# [TASK ITEM]
If a line contains "use crate::errors::SlcResult;", it is the last one to write out; begin with the first line of the records and copy each exactly.
----------
//! Sea level contribution engine
//!
//! Implements the three-term volume decomposition of Goelzer et al. (2020),
//! <https://doi.org/10.5194/tc-14-833-2020>, on a thickness / bed elevation
//! pair over time:
//!
//! - **VAF**: change in volume above floatation of grounded ice, the dominant
//!   term. Grounding is decided per cell and per time step by the floatation
//!   criterion `thickness > -bed · ρ_ocean/ρ_ice`.
//! - **POV**: change in potential ocean volume from bedrock moving above or
//!   below sea level, independent of ice cover.
//! - **DEN**: density correction for the difference between ice and the
//!   seawater it displaces, including floating ice.
//!
//! All three terms are anchored to the first time step, so the contribution
//! at the start of the series is exactly zero by construction. The output
//! keeps per-cell granularity; basin aggregation happens downstream.

use crate::config::SlcConfig;
use crate::errors::SlcResult;
use crate::field::GriddedField;
use crate::projection::scale_factor;
use crate::validate::{check_alignment, check_dims};
use log::debug;
use ndarray::{Array2, Array3, ArrayView2, Axis, Ix2, Zip};

/// Per-cell volume terms at one time step: (V_af, V_pov, V_den).
fn volume_terms(
    thickness: ArrayView2<f64>,
    bed: ArrayView2<f64>,
    k: &Array2<f64>,
    dx: f64,
    config: &SlcConfig,
) -> (Array2<f64>, Array2<f64>, Array2<f64>) {
    // floatation ratio and the density correction coefficient
    let ratio = config.ocean_density / config.ice_density;
    let den_coeff =
        config.ice_density / config.freshwater_density - config.ice_density / config.ocean_density;

    let dim = thickness.raw_dim();
    let mut v_af = Array2::<f64>::zeros(dim);
    let mut v_pov = Array2::<f64>::zeros(dim);
    let mut v_den = Array2::<f64>::zeros(dim);

    Zip::from(&mut v_af)
        .and(&mut v_pov)
        .and(&mut v_den)
        .and(thickness)
        .and(bed)
        .and(k)
        .for_each(|af, pov, den, &h, &b, &k| {
            // pixel area corrected from the projected plane to the ground surface
            let area = dx * dx / (k * k);

            // floatation criterion: ungrounded cells contribute nothing to VAF
            let grounded = h > -b * ratio;
            let (grounded_h, grounded_b) = if grounded { (h, b) } else { (0.0, 0.0) };

            *af = (grounded_h + grounded_b.min(0.0) * ratio) * area;
            *pov = (-b).max(0.0) * area;
            *den = h * den_coeff * area;
        });

    (v_af, v_pov, v_den)
}

/// Sea level contribution grid from ice thickness and bed elevation.
///
/// Returns a `{time, y, x}` field named `slc`, in metres of sea level rise
/// per cell and time step, signed so that positive values raise sea level.
/// Missing thickness values are treated as ice free.
///
/// Fails when the two fields do not align exactly or either lacks the
/// `x`/`y`/`time` axes. Known limitation: the pixel width is taken from the
/// first two x coordinates, so irregularly spaced grids produce an incorrect
/// but non-failing result.
pub fn compute_slc(
    thickness: &GriddedField,
    bed_elevation: &GriddedField,
    config: &SlcConfig,
) -> SlcResult<GriddedField> {
    // the alignment check is the sole gate against mixing grids from
    // different model resolutions
    check_alignment(thickness, bed_elevation)?;
    check_dims(thickness, &["x", "y", "time"])?;
    check_dims(bed_elevation, &["x", "y", "time"])?;

    // fill gaps in thickness and fix a canonical axis order
    let thickness = thickness.filled_nan(0.0).transposed(&["time", "y", "x"]);
    let bed = bed_elevation.transposed(&["time", "y", "x"]);

    let time = thickness.coord("time").expect("time present after check_dims").clone();
    let y = thickness.coord("y").expect("y present after check_dims").clone();
    let x = thickness.coord("x").expect("x present after check_dims").clone();

    // pixel width; only valid on regularly spaced grids
    let dx = x[1] - x[0];
    debug!("pixel width dx = {} m", dx);

    let k = scale_factor(&thickness, config.hemisphere)?.to_array2();

    let af_scale = config.ice_density / config.ocean_density;
    let (nt, ny, nx) = (time.len(), y.len(), x.len());
    let mut slc = Array3::<f64>::zeros((nt, ny, nx));

    let mut baseline: Option<(Array2<f64>, Array2<f64>, Array2<f64>)> = None;
    for t in 0..nt {
        let thickness_t = thickness
            .values()
            .index_axis(Axis(0), t)
            .into_dimensionality::<Ix2>()
            .expect("time slice of a 3-d field");
        let bed_t = bed
            .values()
            .index_axis(Axis(0), t)
            .into_dimensionality::<Ix2>()
            .expect("time slice of a 3-d field");

        let (v_af, v_pov, v_den) = volume_terms(thickness_t, bed_t, &k, dx, config);
        let (v_af0, v_pov0, v_den0) = baseline.get_or_insert_with(|| {
            (v_af.clone(), v_pov.clone(), v_den.clone())
        });

        // each term is anchored to the first time step
        let slc_af = (&v_af - &*v_af0) * af_scale;
        let slc_pov = &v_pov - &*v_pov0;
        let slc_den = &v_den - &*v_den0;
        let slc_t = -(slc_af + slc_pov + slc_den) / config.ocean_area;

        slc.index_axis_mut(Axis(0), t).assign(&slc_t);
    }

    Ok(GriddedField::new(
        "slc",
        &["time", "y", "x"],
        vec![time, y, x],
        slc.into_dyn(),
    ))
}

#[cfg(test)]
mod tests {
    use super::*;
    use crate::errors::SlcError;
    use ndarray::{Array, Array1, Array3};

    fn coords(n: usize, spacing: f64) -> Array1<f64> {
        Array::from_iter((0..n).map(|i| i as f64 * spacing))
    }

    fn field(name: &str, nt: usize, n: usize, values: Array3<f64>) -> GriddedField {
        GriddedField::new(
            name,
            &["time", "y", "x"],
            vec![coords(nt, 1.0), coords(n, 1000.0), coords(n, 1000.0)],
            values.into_dyn(),
        )
    }

    #[test]
    fn no_change_means_no_contribution() {
        // constant thickness and bed over time
        let thickness = field("thickness", 3, 4, Array3::from_elem((3, 4, 4), 1500.0));
        let bed = field("Z_base", 3, 4, Array3::from_elem((3, 4, 4), -300.0));
        let slc = compute_slc(&thickness, &bed, &SlcConfig::default()).unwrap();
        assert_eq!(slc.dims(), &["time".to_string(), "y".to_string(), "x".to_string()]);
        for &v in slc.values() {
            assert_eq!(v, 0.0);
        }
    }

    #[test]
    fn first_time_step_is_exactly_zero() {
        let mut values = Array3::from_elem((3, 4, 4), 1500.0);
        values.index_axis_mut(Axis(0), 1).fill(1400.0);
        values.index_axis_mut(Axis(0), 2).fill(1300.0);
        let thickness = field("thickness", 3, 4, values);
        let bed = field("Z_base", 3, 4, Array3::from_elem((3, 4, 4), -300.0));
        let slc = compute_slc(&thickness, &bed, &SlcConfig::default()).unwrap();
        let t0 = slc.index_axis("time", 0);
        for &v in t0.values() {
            assert_eq!(v, 0.0);
        }
    }

    #[test]
    fn grounded_thinning_raises_sea_level() {
        let mut values = Array3::from_elem((2, 4, 4), 2000.0);
        values.index_axis_mut(Axis(0), 1).fill(1500.0);
        let thickness = field("thickness", 2, 4, values);
        // bed above sea level everywhere keeps the ice grounded and the POV term flat
        let bed = field("Z_base", 2, 4, Array3::from_elem((2, 4, 4), 100.0));
        let slc = compute_slc(&thickness, &bed, &SlcConfig::default()).unwrap();
        let total = slc.sum_over(&["x", "y"]);
        assert_eq!(total.values()[[0]], 0.0);
        assert!(total.values()[[1]] > 0.0);
    }

    #[test]
    fn floating_ice_only_contributes_density_term() {
        // deep bed, thin ice: floatation criterion fails everywhere, so the
        // VAF term stays zero and thinning shows up only through DEN
        let mut values = Array3::from_elem((2, 4, 4), 100.0);
        values.index_axis_mut(Axis(0), 1).fill(50.0);
        let thickness = field("thickness", 2, 4, values);
        let bed = field("Z_base", 2, 4, Array3::from_elem((2, 4, 4), -2000.0));
        let config = SlcConfig::default();
        let slc = compute_slc(&thickness, &bed, &config).unwrap();

        let dx = 1000.0_f64;
        let den_coeff = config.ice_density / config.freshwater_density
            - config.ice_density / config.ocean_density;
        // per cell: -(50 - 100) * den_coeff * dx^2 / k^2 / A, with k ~ 1
        let expected = 50.0 * den_coeff * dx * dx / config.ocean_area;
        let cell = slc.values()[[1, 1, 1]];
        assert!((cell - expected).abs() < expected * 1e-3);
    }

    #[test]
    fn missing_thickness_treated_as_ice_free() {
        let mut values = Array3::from_elem((2, 4, 4), 1500.0);
        values[[0, 0, 0]] = f64::NAN;
        values[[1, 0, 0]] = f64::NAN;
        let thickness = field("thickness", 2, 4, values);
        let bed = field("Z_base", 2, 4, Array3::from_elem((2, 4, 4), 100.0));
        let slc = compute_slc(&thickness, &bed, &SlcConfig::default()).unwrap();
        for &v in slc.values() {
            assert!(!v.is_nan());
            assert_eq!(v, 0.0);
        }
    }

    #[test]
    fn misaligned_grids_rejected_with_ranges() {
        let thickness = GriddedField::new(
            "thickness",
            &["time", "y", "x"],
            vec![
                coords(2, 1.0),
                Array::linspace(0.0, 900.0, 10),
                Array::linspace(0.0, 900.0, 10),
            ],
            Array3::zeros((2, 10, 10)).into_dyn(),
        );
        let bed = GriddedField::new(
            "Z_base",
            &["time", "y", "x"],
            vec![
                coords(2, 1.0),
                Array::linspace(0.0, 900.0, 10),
                Array::linspace(0.0, 1000.0, 10),
            ],
            Array3::zeros((2, 10, 10)).into_dyn(),
        );
        let err = compute_slc(&thickness, &bed, &SlcConfig::default()).unwrap_err();
        assert!(matches!(err, SlcError::CoordinateMismatch { .. }));
        let msg = err.to_string();
        assert!(msg.contains("thickness: 0 to 900"));
        assert!(msg.contains("Z_base: 0 to 1000"));
    }

    #[test]
    fn time_axis_required() {
        let thickness = GriddedField::new(
            "thickness",
            &["y", "x"],
            vec![coords(4, 1000.0), coords(4, 1000.0)],
            Array::zeros((4, 4)).into_dyn(),
        );
        let bed = GriddedField::new(
            "Z_base",
            &["y", "x"],
            vec![coords(4, 1000.0), coords(4, 1000.0)],
            Array::zeros((4, 4)).into_dyn(),
        );
        let err = compute_slc(&thickness, &bed, &SlcConfig::default()).unwrap_err();
        assert!(matches!(err, SlcError::MissingDimension { .. }));
    }

    #[test]
    fn axis_order_does_not_change_the_result() {
        let mut values = Array3::from_elem((2, 3, 4), 1800.0);
        values.index_axis_mut(Axis(0), 1).fill(1700.0);
        let thickness = GriddedField::new(
            "thickness",
            &["time", "y", "x"],
            vec![coords(2, 1.0), coords(3, 1000.0), coords(4, 1000.0)],
            values.into_dyn(),
        );
        let bed = GriddedField::new(
            "Z_base",
            &["time", "y", "x"],
            vec![coords(2, 1.0), coords(3, 1000.0), coords(4, 1000.0)],
            Array3::from_elem((2, 3, 4), -200.0).into_dyn(),
        );
        let direct = compute_slc(&thickness, &bed, &SlcConfig::default()).unwrap();
        let transposed = compute_slc(
            &thickness.transposed(&["x", "time", "y"]),
            &bed.transposed(&["x", "time", "y"]),
            &SlcConfig::default(),
        )
        .unwrap();
        assert_eq!(direct.values(), transposed.values());
    }
}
----------
# [TASK RESULT]
//! Sea level contribution engine
//!
//! Implements the three-term volume decomposition of Goelzer et al. (2020),
//! <https://doi.org/10.5194/tc-14-833-2020>, on a thickness / bed elevation
//! pair over time:
//!
//! - **VAF**: change in volume above floatation of grounded ice, the dominant
//!   term. Grounding is decided per cell and per time step by the floatation
//!   criterion `thickness > -bed · ρ_ocean/ρ_ice`.
//! - **POV**: change in potential ocean volume from bedrock moving above or
//!   below sea level, independent of ice cover.
//! - **DEN**: density correction for the difference between ice and the
//!   seawater it displaces, including floating ice.
//!
//! All three terms are anchored to the first time step, so the contribution
//! at the start of the series is exactly zero by construction. The output
//! keeps per-cell granularity; basin aggregation happens downstream.

use crate::config::SlcConfig;
use crate::errors::SlcResult;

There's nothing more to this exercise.